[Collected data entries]
-- Opening Marker --

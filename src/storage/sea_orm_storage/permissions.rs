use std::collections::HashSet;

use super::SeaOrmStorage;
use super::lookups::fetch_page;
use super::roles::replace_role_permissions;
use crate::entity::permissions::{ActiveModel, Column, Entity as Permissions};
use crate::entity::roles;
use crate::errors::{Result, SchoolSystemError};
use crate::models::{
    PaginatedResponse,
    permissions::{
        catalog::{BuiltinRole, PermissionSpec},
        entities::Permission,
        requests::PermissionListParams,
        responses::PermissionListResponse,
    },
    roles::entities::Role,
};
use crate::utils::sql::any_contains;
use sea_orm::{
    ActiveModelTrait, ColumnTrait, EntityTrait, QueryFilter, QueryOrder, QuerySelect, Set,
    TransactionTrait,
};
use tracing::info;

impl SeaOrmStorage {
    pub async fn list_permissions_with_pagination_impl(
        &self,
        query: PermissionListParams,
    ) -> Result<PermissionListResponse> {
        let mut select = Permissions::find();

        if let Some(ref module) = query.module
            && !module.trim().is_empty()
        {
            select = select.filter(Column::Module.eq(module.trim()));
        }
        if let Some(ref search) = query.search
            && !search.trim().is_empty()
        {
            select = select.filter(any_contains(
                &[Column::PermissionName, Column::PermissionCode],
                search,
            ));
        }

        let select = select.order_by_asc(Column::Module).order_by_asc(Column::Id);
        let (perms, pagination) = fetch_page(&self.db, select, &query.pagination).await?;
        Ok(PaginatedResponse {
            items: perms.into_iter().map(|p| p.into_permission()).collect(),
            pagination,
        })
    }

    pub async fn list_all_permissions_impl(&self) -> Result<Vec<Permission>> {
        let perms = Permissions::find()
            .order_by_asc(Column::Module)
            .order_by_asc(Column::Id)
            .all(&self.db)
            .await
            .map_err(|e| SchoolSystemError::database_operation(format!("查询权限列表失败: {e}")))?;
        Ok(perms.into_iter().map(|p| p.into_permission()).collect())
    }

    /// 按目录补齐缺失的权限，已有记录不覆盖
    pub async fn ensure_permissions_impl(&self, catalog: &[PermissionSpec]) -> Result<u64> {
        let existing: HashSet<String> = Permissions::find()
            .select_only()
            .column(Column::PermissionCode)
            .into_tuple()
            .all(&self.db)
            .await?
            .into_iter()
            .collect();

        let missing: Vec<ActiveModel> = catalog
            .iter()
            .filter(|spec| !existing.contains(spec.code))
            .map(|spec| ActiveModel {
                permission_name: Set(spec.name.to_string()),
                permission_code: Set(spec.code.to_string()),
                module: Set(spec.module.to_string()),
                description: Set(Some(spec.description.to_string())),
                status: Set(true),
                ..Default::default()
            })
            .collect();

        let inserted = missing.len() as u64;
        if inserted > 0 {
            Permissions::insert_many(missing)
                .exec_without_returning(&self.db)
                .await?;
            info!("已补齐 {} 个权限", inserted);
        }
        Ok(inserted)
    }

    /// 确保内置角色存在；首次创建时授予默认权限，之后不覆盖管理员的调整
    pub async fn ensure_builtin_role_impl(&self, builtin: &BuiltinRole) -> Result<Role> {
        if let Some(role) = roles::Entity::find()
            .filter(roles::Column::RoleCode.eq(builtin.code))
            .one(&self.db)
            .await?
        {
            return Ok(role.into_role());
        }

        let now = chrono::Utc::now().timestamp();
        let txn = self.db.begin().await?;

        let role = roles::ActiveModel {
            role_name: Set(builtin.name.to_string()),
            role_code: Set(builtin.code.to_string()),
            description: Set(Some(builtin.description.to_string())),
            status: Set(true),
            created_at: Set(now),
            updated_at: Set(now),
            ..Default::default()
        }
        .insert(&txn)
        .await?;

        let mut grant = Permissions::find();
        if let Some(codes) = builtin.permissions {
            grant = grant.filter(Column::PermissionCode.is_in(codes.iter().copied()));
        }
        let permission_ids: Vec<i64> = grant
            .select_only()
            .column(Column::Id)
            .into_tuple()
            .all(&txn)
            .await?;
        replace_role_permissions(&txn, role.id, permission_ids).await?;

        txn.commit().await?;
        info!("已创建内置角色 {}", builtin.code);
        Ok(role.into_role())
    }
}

-- Closing Marker --

• Assignment:
Copy out all of the data exactly, leaving nothing out.

• Result below:
filename src/storage/sea_orm_storage/permissions.rs
use std::collections::HashSet;

use super::SeaOrmStorage;
use super::lookups::fetch_page;
use super::roles::replace_role_permissions;
use crate::entity::permissions::{ActiveModel, Column, Entity as Permissions};
use crate::entity::roles;
use crate::errors::{Result, SchoolSystemError};
use crate::models::{
    PaginatedResponse,
    permissions::{
        catalog::{BuiltinRole, PermissionSpec},
        entities::Permission,
        requests::PermissionListParams,
        responses::PermissionListResponse,
    },
    roles::entities::Role,
};
use crate::utils::sql::any_contains;
use sea_orm::{
    ActiveModelTrait, ColumnTrait, EntityTrait, QueryFilter, QueryOrder, QuerySelect, Set,
    TransactionTrait,
};
use tracing::info;

impl SeaOrmStorage {
    pub async fn list_permissions_with_pagination_impl(
        &self,
        query: PermissionListParams,
    ) -> Result<PermissionListResponse> {
        let mut select = Permissions::find();

        if let Some(ref module) = query.module
            && !module.trim().is_empty()
        {
            select = select.filter(Column::Module.eq(module.trim()));
        }
        if let Some(ref search) = query.search
            && !search.trim().is_empty()
        {
            select = select.filter(any_contains(
                &[Column::PermissionName, Column::PermissionCode],
                search,
            ));
        }

        let select = select.order_by_asc(Column::Module).order_by_asc(Column::Id);
        let (perms, pagination) = fetch_page(&self.db, select, &query.pagination).await?;
        Ok(PaginatedResponse {
            items: perms.into_iter().map(|p| p.into_permission()).collect(),
            pagination,
        })
    }

    pub async fn list_all_permissions_impl(&self) -> Result<Vec<Permission>> {
        let perms = Permissions::find()
            .order_by_asc(Column::Module)
            .order_by_asc(Column::Id)
            .all(&self.db)
            .await
            .map_err(|e| SchoolSystemError::database_operation(format!("查询权限列表失败: {e}")))?;
        Ok(perms.into_iter().map(|p| p.into_permission()).collect())
    }

    /// 按目录补齐缺失的权限，已有记录不覆盖
    pub async fn ensure_permissions_impl(&self, catalog: &[PermissionSpec]) -> Result<u64> {
        let existing: HashSet<String> = Permissions::find()
            .select_only()
            .column(Column::PermissionCode)
            .into_tuple()
            .all(&self.db)
            .await?
            .into_iter()
            .collect();

        let missing: Vec<ActiveModel> = catalog
            .iter()
            .filter(|spec| !existing.contains(spec.code))
            .map(|spec| ActiveModel {
                permission_name: Set(spec.name.to_string()),
                permission_code: Set(spec.code.to_string()),
                module: Set(spec.module.to_string()),
                description: Set(Some(spec.description.to_string())),
                status: Set(true),
                ..Default::default()
            })
            .collect();

        let inserted = missing.len() as u64;
        if inserted > 0 {
            Permissions::insert_many(missing)
                .exec_without_returning(&self.db)
                .await?;
            info!("已补齐 {} 个权限", inserted);
        }
        Ok(inserted)
    }

    /// 确保内置角色存在；首次创建时授予默认权限，之后不覆盖管理员的调整
    pub async fn ensure_builtin_role_impl(&self, builtin: &BuiltinRole) -> Result<Role> {
        if let Some(role) = roles::Entity::find()
            .filter(roles::Column::RoleCode.eq(builtin.code))
            .one(&self.db)
            .await?
        {
            return Ok(role.into_role());
        }

        let now = chrono::Utc::now().timestamp();
        let txn = self.db.begin().await?;

        let role = roles::ActiveModel {
            role_name: Set(builtin.name.to_string()),
            role_code: Set(builtin.code.to_string()),
            description: Set(Some(builtin.description.to_string())),
            status: Set(true),
            created_at: Set(now),
            updated_at: Set(now),
            ..Default::default()
        }
        .insert(&txn)
        .await?;

        let mut grant = Permissions::find();
        if let Some(codes) = builtin.permissions {
            grant = grant.filter(Column::PermissionCode.is_in(codes.iter().copied()));
        }
        let permission_ids: Vec<i64> = grant
            .select_only()
            .column(Column::Id)
            .into_tuple()
            .all(&txn)
            .await?;
        replace_role_permissions(&txn, role.id, permission_ids).await?;

        txn.commit().await?;
        info!("已创建内置角色 {}", builtin.code);
        Ok(role.into_role())
    }
}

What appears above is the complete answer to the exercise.